During the research process, Seward dug deeply into the long and storied development of the carvings of Confederate imagery on Georgia’s Stone Mountain—the largest Confederate monument in the world. “Conversations about the carvings began in 1906-07 and it took over 60 years to finally complete them in 1972, with lots of contention and drama throughout,” says Seward. The carvings depict the president of the Confederacy, Jefferson Davis, and Confederate Generals Stonewall Jackson and Robert E. Lee on horseback. Seward adds, “There was a lot of controversy over Stone Mountain’s imagery from conception to its final completion.
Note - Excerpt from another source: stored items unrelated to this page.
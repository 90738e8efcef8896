//! services/worker/src/adapters/blob.rs
//!
//! Filesystem-backed blob store for uploaded document bytes. Paths are
//! relative keys under a configured root; anything trying to escape the
//! root is rejected before touching the disk.

use async_trait::async_trait;
use cat_tales_core::ports::{BlobError, BlobStore};
use sha2::{Digest, Sha256};
use std::path::{Component, Path, PathBuf};
use tokio::fs;
use tracing::info;

#[derive(Debug, Clone)]
pub struct FsBlobStore {
    root: PathBuf,
}

impl FsBlobStore {
    /// Creates the store, making sure the root directory exists.
    pub async fn new(root: PathBuf) -> Result<Self, BlobError> {
        fs::create_dir_all(&root)
            .await
            .map_err(|e| BlobError::Io(format!("failed to create blob root '{}': {e}", root.display())))?;
        info!(path = %root.display(), "blob store initialized");
        Ok(Self { root })
    }

    /// Resolves a relative key against the root, rejecting traversal.
    fn resolve(&self, key: &str) -> Result<PathBuf, BlobError> {
        let relative = Path::new(key);
        let mut resolved = self.root.clone();
        for component in relative.components() {
            match component {
                Component::Normal(c) => resolved.push(c),
                Component::ParentDir | Component::RootDir | Component::Prefix(_) => {
                    return Err(BlobError::Io(format!("invalid blob key '{key}'")));
                }
                Component::CurDir => {}
            }
        }
        Ok(resolved)
    }

    /// The canonical storage key for an upload: content-addressed by hash,
    /// sharded by the first two hex characters.
    pub fn key_for_hash(file_hash: &str) -> String {
        let shard = &file_hash[..2.min(file_hash.len())];
        format!("blobs/{shard}/{file_hash}")
    }
}

/// SHA-256 content hash of an upload, as lowercase hex. Used both as the
/// dedup key on documents and as the blob storage key.
pub fn content_hash(bytes: &[u8]) -> String {
    let digest = Sha256::digest(bytes);
    digest.iter().map(|b| format!("{b:02x}")).collect()
}

#[async_trait]
impl BlobStore for FsBlobStore {
    async fn exists(&self, key: &str) -> Result<bool, BlobError> {
        let path = self.resolve(key)?;
        Ok(fs::try_exists(&path).await.unwrap_or(false))
    }

    async fn read(&self, key: &str) -> Result<Vec<u8>, BlobError> {
        let path = self.resolve(key)?;
        fs::read(&path).await.map_err(|e| {
            if e.kind() == std::io::ErrorKind::NotFound {
                BlobError::NotFound(key.to_string())
            } else {
                BlobError::Io(e.to_string())
            }
        })
    }

    async fn write(&self, key: &str, bytes: &[u8]) -> Result<(), BlobError> {
        let path = self.resolve(key)?;
        if let Some(parent) = path.parent() {
            fs::create_dir_all(parent)
                .await
                .map_err(|e| BlobError::Io(e.to_string()))?;
        }
        fs::write(&path, bytes)
            .await
            .map_err(|e| BlobError::Io(e.to_string()))
    }

    async fn delete(&self, key: &str) -> Result<bool, BlobError> {
        let path = self.resolve(key)?;
        match fs::remove_file(&path).await {
            Ok(()) => Ok(true),
            Err(e) if e.kind() == std::io::ErrorKind::NotFound => Ok(false),
            Err(e) => Err(BlobError::Io(e.to_string())),
        }
    }
}

#[cfg(test)]
mod tests {
    use super::*;

    #[tokio::test]
    async fn round_trip_and_delete() {
        let dir = tempfile::tempdir().unwrap();
        let store = FsBlobStore::new(dir.path().to_path_buf()).await.unwrap();

        let key = FsBlobStore::key_for_hash(&content_hash(b"hello"));
        store.write(&key, b"hello").await.unwrap();
        assert!(store.exists(&key).await.unwrap());
        assert_eq!(store.read(&key).await.unwrap(), b"hello");
        assert!(store.delete(&key).await.unwrap());
        assert!(!store.exists(&key).await.unwrap());
        // Deleting again reports false, not an error.
        assert!(!store.delete(&key).await.unwrap());
    }

    #[tokio::test]
    async fn traversal_keys_are_rejected() {
        let dir = tempfile::tempdir().unwrap();
        let store = FsBlobStore::new(dir.path().to_path_buf()).await.unwrap();
        assert!(store.read("../outside").await.is_err());
        assert!(store.write("/absolute/path", b"x").await.is_err());
    }

    #[test]
    fn hash_is_stable_hex() {
        let h = content_hash(b"cat");
        assert_eq!(h.len(), 64);
        assert_eq!(h, content_hash(b"cat"));
        assert_ne!(h, content_hash(b"dog"));
    }
}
There were varying political opinions coming from whites in the North and the South and Black people throughout the country, and I was struck by how a lot of the writings sounded like they could be modern New York Times op-eds.”

For Haynie, the research also highlighted how much the conversation hasn’t shifted much at all, and that Confederate monumentation continues to be presented as a problem that only impacts Black people. “It’s frustrating to read articles from over 100 years ago and feel like the language and framing hasn’t changed. Many of the historical articles presented Confederate monuments as only affecting Blacks and as a symbolic issue alone. However, the erection of these monuments was spurred by institutional racism, which affects everyone in the United States regardless of race.” She adds, “It’s becoming more common for people from all backgrounds to be against Confederate monuments, but the way we're discussing the problem really hasn't progressed; it feels like we’ve been treading water.”

The next stage of this research will be to identify a methodology to analyze and code the contents of the articles, says Seward, a Benjamin Franklin Scholar, Penn Civic Scholar, and E. Digby Baltzell Scholar of Sociology. He will continue working with Schaefer this upcoming summer, while Haynie is not yet sure of her summer plans. The pair anticipates that the documents will eventually be available to the public through a digital archive.

Haynie, who is particularly interested in audio ethnography and film, is hopeful that “further investigation into how language places people within this issue—or removes them from it—could shed light on why the Confederate monument controversy has been drawn out over a century.”